According to this same New York Sun article, Monell left Boston after he recovered and arrived in New York City in 1863 and quietly opened a small dive at 97 James Street. In 1864 a man was found dead in his bar, which brought Monell to the attention of his nemesis, police Captain Thomas W. Thorne. Thorne nabbed Monell on a different charge of stealing money from a sailor, resulting in a two-year State Prison sentence. While behind bars, Monell’s latest companion, a woman named Jane, died at Bellevue Hospital from injuries that neighbors said were sustained when Monell struck her over the head with a pitcher.
After serving his term, Monell returned to New York City and opened another notorious dive at 336 Water Street. After complaints were made, Captain Thorne had Monell arraigned on a charge of operating a disorderly house, but this time he was only sent to Blackwell’s Island, the city penitentiary, for three months. In 1867, Monell took over the saloon The Rising States, which formerly had been run by Johnny Lowrie [Note: Lowrie is named “Bill Lowry” in Asbury’s book, so look for another blog entry that will attempt to sort out that confusion.] Thorne shut Monell down within two months, and Monell did another three months at Blackwell’s.
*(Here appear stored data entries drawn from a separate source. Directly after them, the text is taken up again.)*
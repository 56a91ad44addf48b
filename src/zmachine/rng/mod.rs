//! [Random number generator](https://inform-fiction.org/zmachine/standards/z1point1/sect02.html#four)
pub mod chacha_rng;

pub trait ZRng {
    /// RNG type name
    ///
    /// # Returns
    /// RNG type name string
    fn type_name(&self) -> &str;

    /// Reseed the RNG
    ///
    /// # Arguments
    /// * `seed` - seed value, or 0 to seed from entropy
    fn seed(&mut self, seed: u16);

    /// Gets the next random number
    ///
    /// # Arguments
    /// * `range` - the upper limit of the result
    ///
    /// # Returns
    /// Random value in the range 1..=`range`
    fn random(&mut self, range: u16) -> u16;
}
Monell then ran a dance hall on New Chambers Street (at No. 13 or No. 85, according to different sources), a property leased to him by John Allen, the so-called “wickedest man in New York.” Thorne closed it after three months. In 1868, Monell opened the soon-to-be infamous Hole-in-the-Wall at 14 Dover Street; this was a side entrance to a building that fronted on Water Street, so some accounts list the Hole-in-the-Wall as being located at 279 Water Street. Monell was then protected by political friends until November, 1871, when he was charged with Assault with Intent to Kill for stabbing a man at the Hole-in-the-Wall, 14 Dover Street. He was sent to Sing Sing to serve a fourteen-year sentence in late November, 1871.
As Monell boarded the ship taking him up the river to Sing Sing, he had a few last words for the Sun reporter: “You think you know me. You don’t,” and then whispered, “You’ll never see me again.”
By 1875, Monell had been transferred to Auburn State Prison to serve the remainder of his term. From there, trace of him can’t be found. The Hole-in-the Wall building still stands, and housed the Bridge Cafe until Hurricane Sandy caused serious flood damage in 2012.